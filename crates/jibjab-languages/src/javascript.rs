//! JavaScript.

use crate::c_family;
use crate::profile::{
    BlockStyle, LanguageProfile, Literals, Operator, ParamStyle, Quirks, Recognizers,
    ToolchainDefaults, re,
};
use crate::TargetId;
use std::sync::LazyLock;

static OPERATORS: LazyLock<Vec<(&'static str, Operator)>> = LazyLock::new(|| {
    let mut ops = vec![("===", Operator::Eq), ("!==", Operator::Neq)];
    ops.extend_from_slice(c_family::OPERATORS);
    ops
});

pub(crate) fn profile() -> LanguageProfile {
    LanguageProfile {
        target: TargetId::Js,
        name: "JavaScript",
        extension: "js",
        comment_prefix: "//",
        block_style: BlockStyle::Braces,
        indent_width: 2,
        literals: Literals {
            yes: "true",
            no: "false",
            nil: "null",
        },
        operators: OPERATORS.as_slice(),
        param_style: ParamStyle::Untyped,
        builtins: &["parseInt", "parseFloat", "String", "Number", "Error", "Array", "Object"],
        reserved: &[
            "break", "case", "catch", "const", "continue", "else", "for", "function", "if",
            "let", "new", "return", "switch", "throw", "try", "typeof", "var", "while",
        ],
        header_prefixes: &["// Transpiled from JibJab", "\"use strict\"", "'use strict'"],
        forward_decl: None,
        main_wrapper: None,
        quirks: Quirks::default(),
        recognizers: Some(Recognizers {
            closer: Some(re(r"^\}\s*;?$")),
            func_def: re(
                r"^(?:async\s+)?function\s+(?P<name>[A-Za-z_$][\w$]*)\s*\((?P<params>[^)]*)\)\s*\{$",
            ),
            for_loop: re(
                r"^for\s*\(\s*(?:let\s+|var\s+|const\s+)?(?P<var>[A-Za-z_$][\w$]*)\s*=\s*(?P<start>[^;]+?)\s*;\s*[\w$]+\s*<\s*(?P<end>[^;=][^;]*?)\s*;[^)]*\)\s*\{$",
            ),
            conditional: re(r"^if\s*\((?P<cond>.+)\)\s*\{$"),
            alternative: re(r"^(?P<close>\})?\s*else\s*\{$"),
            returns: re(r"^return\s+(?P<value>.+?)\s*;?$"),
            emit: vec![re(r"^console\.log\((?P<value>.*)\)\s*;?$")],
            bind: vec![
                re(r"^(?:let|const|var)\s+(?P<name>[A-Za-z_$][\w$]*)\s*=\s*(?P<value>.+?)\s*;?$"),
                re(r"^(?P<name>[A-Za-z_$][\w$]*)\s*=\s*(?P<value>[^=].*?)\s*;?$"),
            ],
            try_open: Some(re(r"^try\s*\{$")),
            catch: Some(re(
                r"^(?P<close>\})?\s*catch\s*(?:\(\s*(?P<var>[A-Za-z_$][\w$]*)\s*\))?\s*\{$",
            )),
            throw: vec![
                re(r"^throw\s+new\s+\w*Error\((?P<value>.*)\)\s*;?$"),
                re(r"^throw\s+(?P<value>.+?)\s*;?$"),
            ],
        }),
        toolchain: ToolchainDefaults {
            compile: None,
            run: &["node", "{src}"],
        },
    }
}
//! C.

use crate::c_family::{self, Exceptions, PrintForms};
use crate::profile::{
    BlockStyle, LanguageProfile, Literals, ParamStyle, Quirks, ToolchainDefaults,
};
use crate::TargetId;

pub(crate) fn profile() -> LanguageProfile {
    LanguageProfile {
        target: TargetId::C,
        name: "C",
        extension: "c",
        comment_prefix: "//",
        block_style: BlockStyle::Braces,
        indent_width: 4,
        literals: Literals {
            yes: "true",
            no: "false",
            nil: "NULL",
        },
        operators: c_family::OPERATORS,
        param_style: ParamStyle::TypeFirst,
        builtins: &["printf", "puts", "strlen", "strcmp", "strstr", "malloc", "free", "sizeof", "abs"],
        reserved: c_family::RESERVED,
        header_prefixes: c_family::HEADERS,
        forward_decl: Some(c_family::forward_decl()),
        main_wrapper: Some(c_family::main_wrapper(false)),
        quirks: Quirks {
            format_prints: true,
            ..Quirks::default()
        },
        recognizers: Some(c_family::recognizers(
            PrintForms {
                printf: true,
                cout: false,
                nslog: false,
            },
            Exceptions::None,
        )),
        toolchain: ToolchainDefaults {
            compile: Some(&["cc", "-o", "{out}", "{src}"]),
            run: &["{out}"],
        },
    }
}
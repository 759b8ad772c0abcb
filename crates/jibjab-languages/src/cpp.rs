//! C++.

use crate::c_family::{self, Exceptions, PrintForms};
use crate::profile::{
    BlockStyle, LanguageProfile, Literals, ParamStyle, Quirks, ToolchainDefaults,
};
use crate::TargetId;

pub(crate) const BUILTINS: &[&str] = &[
    "printf", "puts", "strlen", "std::to_string", "to_string", "size", "push_back", "abs",
    "runtime_error",
];

pub(crate) fn profile() -> LanguageProfile {
    LanguageProfile {
        target: TargetId::Cpp,
        name: "C++",
        extension: "cpp",
        comment_prefix: "//",
        block_style: BlockStyle::Braces,
        indent_width: 4,
        literals: Literals {
            yes: "true",
            no: "false",
            nil: "nullptr",
        },
        operators: c_family::OPERATORS,
        param_style: ParamStyle::TypeFirst,
        builtins: BUILTINS,
        reserved: c_family::RESERVED,
        header_prefixes: &["// Transpiled from JibJab", "#include", "using namespace"],
        forward_decl: Some(c_family::forward_decl()),
        main_wrapper: Some(c_family::main_wrapper(false)),
        quirks: Quirks {
            format_prints: true,
            ..Quirks::default()
        },
        recognizers: Some(c_family::recognizers(
            PrintForms {
                printf: true,
                cout: true,
                nslog: false,
            },
            Exceptions::Cpp,
        )),
        toolchain: ToolchainDefaults {
            compile: Some(&["c++", "-std=c++17", "-o", "{out}", "{src}"]),
            run: &["{out}"],
        },
    }
}
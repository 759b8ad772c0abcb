//! Expression rewriting from a target's surface syntax into canonical form.
//!
//! Rewriting is a single left-to-right scan that never touches string
//! literals, followed by a call pass. Canonical input passes through
//! unchanged, so rewriting an already rewritten expression is a no-op.

use crate::canonical;
use crate::text::{
    ident_end, is_ident_char, is_ident_start, matching_paren, number_end, starts_number,
    string_end,
};
use jibjab_languages::{LanguageProfile, Operator};

/// Canonical keywords that are followed by `(` and are not calls.
const CANONICAL_CALLS: &[&str] = &["emit", "val", "with", "grab"];

/// Rewrites expressions for one target language.
pub struct Rewriter {
    profile: &'static LanguageProfile,
    /// Binary operators, longest spelling first.
    binary: Vec<(&'static str, Operator)>,
    /// Spellings of prefix negation.
    negation: Vec<&'static str>,
}

impl Rewriter {
    pub fn new(profile: &'static LanguageProfile) -> Self {
        let mut binary: Vec<_> = profile
            .operators
            .iter()
            .copied()
            .filter(|(_, op)| *op != Operator::Not)
            .collect();
        binary.sort_by_key(|(surface, _)| std::cmp::Reverse(surface.len()));
        let negation = profile
            .operators
            .iter()
            .filter(|(_, op)| *op == Operator::Not)
            .map(|(surface, _)| *surface)
            .collect();
        Self {
            profile,
            binary,
            negation,
        }
    }

    /// Rewrite one expression.
    pub fn rewrite(&self, expr: &str) -> String {
        let expr = strip_enclosing_parens(expr.trim());
        let tokens = self.rewrite_tokens(expr);
        self.rewrite_calls(&tokens)
    }

    /// Operators, literals and numbers.
    fn rewrite_tokens(&self, s: &str) -> String {
        let mut out = String::with_capacity(s.len() + 16);
        let mut i = 0;
        // Whether the last significant thing scanned was an operand.
        // A `-` directly before a digit is a sign only when it is not.
        let mut after_operand = false;

        while let Some(c) = s[i..].chars().next() {
            let rest = &s[i..];
            let prev = s[..i].chars().next_back();

            if c == '"' || c == '\'' {
                let end = string_end(s, i);
                out.push_str(&s[i..end]);
                i = end;
                after_operand = true;
                continue;
            }

            if c == ' ' {
                if let Some((len, op)) = self.binary_at(rest) {
                    out.push(' ');
                    out.push_str(canonical::operator(op));
                    out.push(' ');
                    i += len;
                    after_operand = false;
                    continue;
                }
                out.push(' ');
                i += 1;
                continue;
            }

            // Already canonical: `#42`, `#-3`.
            if c == canonical::NUMBER_PREFIX && starts_number(&rest[1..]) {
                let digits = if rest[1..].starts_with('-') { 2 } else { 1 };
                let end = number_end(s, i + digits);
                out.push_str(&s[i..end]);
                i = end;
                after_operand = true;
                continue;
            }

            if let Some(len) = self.negation_at(rest, prev) {
                out.push_str(canonical::operator(Operator::Not));
                i += len;
                after_operand = false;
                continue;
            }

            if c == '-' && !after_operand && rest[1..].starts_with(|d: char| d.is_ascii_digit()) {
                let end = number_end(s, i + 1);
                if !s[end..].starts_with(is_ident_char) {
                    out.push(canonical::NUMBER_PREFIX);
                }
                out.push_str(&s[i..end]);
                i = end;
                after_operand = true;
                continue;
            }

            if c.is_ascii_digit() && !prev.is_some_and(|p| is_ident_char(p) || p == '.') {
                let end = number_end(s, i);
                if s[end..].starts_with(is_ident_char) {
                    let word_end = ident_end(s, i);
                    out.push_str(&s[i..word_end]);
                    i = word_end;
                } else {
                    out.push(canonical::NUMBER_PREFIX);
                    out.push_str(&s[i..end]);
                    i = end;
                }
                after_operand = true;
                continue;
            }

            if is_ident_start(c) && !prev.is_some_and(is_ident_char) {
                if prev != Some('~')
                    && let Some((len, token)) = self.literal_at(rest)
                {
                    out.push_str(token);
                    i += len;
                } else {
                    let end = ident_end(s, i);
                    out.push_str(&s[i..end]);
                    i = end;
                }
                after_operand = true;
                continue;
            }

            out.push(c);
            i += c.len_utf8();
            if !c.is_whitespace() {
                after_operand = matches!(c, ')' | ']' | '}');
            }
        }
        out
    }

    /// ` OP ` at the start of `rest`: consumed length and operator.
    fn binary_at(&self, rest: &str) -> Option<(usize, Operator)> {
        let after_space = rest.strip_prefix(' ')?;
        self.binary.iter().find_map(|&(surface, op)| {
            let tail = after_space.strip_prefix(surface)?;
            tail.starts_with(' ').then_some((surface.len() + 2, op))
        })
    }

    /// Prefix negation at the start of `rest`: consumed length.
    fn negation_at(&self, rest: &str, prev: Option<char>) -> Option<usize> {
        self.negation.iter().find_map(|&surface| {
            if surface.starts_with(is_ident_start) {
                // Word form, `not x`.
                let tail = rest.strip_prefix(surface)?;
                (tail.starts_with(' ') && !prev.is_some_and(is_ident_char))
                    .then_some(surface.len() + 1)
            } else {
                // Symbol form, `!x`. `<!>` and `!=` belong to other tokens.
                let tail = rest.strip_prefix(surface)?;
                (!tail.starts_with('=') && prev != Some('<')).then_some(surface.len())
            }
        })
    }

    /// A literal spelling at the start of `rest`: consumed length and canonical token.
    fn literal_at(&self, rest: &str) -> Option<(usize, &'static str)> {
        let lits = &self.profile.literals;
        [
            (lits.yes, canonical::YES),
            (lits.no, canonical::NO),
            (lits.nil, canonical::NIL),
        ]
        .into_iter()
        .find_map(|(spelling, token)| {
            let tail = rest.strip_prefix(spelling)?;
            (!spelling.is_empty() && !tail.starts_with(is_ident_char))
                .then_some((spelling.len(), token))
        })
    }

    /// Turn `name(args)` into invocations, innermost arguments included.
    fn rewrite_calls(&self, s: &str) -> String {
        let mut out = String::with_capacity(s.len() + 32);
        let mut i = 0;
        while let Some(c) = s[i..].chars().next() {
            if c == '"' || c == '\'' {
                let end = string_end(s, i);
                out.push_str(&s[i..end]);
                i = end;
                continue;
            }
            let prev = s[..i].chars().next_back();
            if is_ident_start(c) && !prev.is_some_and(is_ident_char) {
                let end = ident_end(s, i);
                let name = &s[i..end];
                if s[end..].starts_with('(')
                    && let Some(close) = matching_paren(s, end)
                {
                    let args = self.rewrite_calls(&s[end + 1..close]);
                    if self.keeps_call(&s[..i], name) {
                        out.push_str(name);
                        out.push('(');
                        out.push_str(&args);
                        out.push(')');
                    } else {
                        out.push_str(&canonical::invoke(name, &args));
                    }
                    i = close + 1;
                    continue;
                }
                out.push_str(name);
                i = end;
                continue;
            }
            out.push(c);
            i += c.len_utf8();
        }
        out
    }

    fn keeps_call(&self, before: &str, name: &str) -> bool {
        let qualified = [".", "::", "->", "@", "~", "#"]
            .iter()
            .any(|sep| before.ends_with(sep));
        qualified
            || CANONICAL_CALLS.contains(&name)
            || self.profile.is_builtin(name)
            || self.profile.is_reserved(name)
    }
}

/// Strip one pair of parentheses, only if the opening one closes at the very end.
fn strip_enclosing_parens(s: &str) -> &str {
    if !(s.starts_with('(') && s.ends_with(')')) {
        return s;
    }
    match matching_paren(s, 0) {
        Some(close) if close == s.len() - 1 => s[1..close].trim(),
        _ => s,
    }
}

What to work on: When the word "Exceptions" shows up in a line of the entries, pull that line out.

Result:
use crate::c_family::{self, Exceptions, PrintForms};
            Exceptions::None,
use crate::c_family::{self, Exceptions, PrintForms};
            Exceptions::Cpp,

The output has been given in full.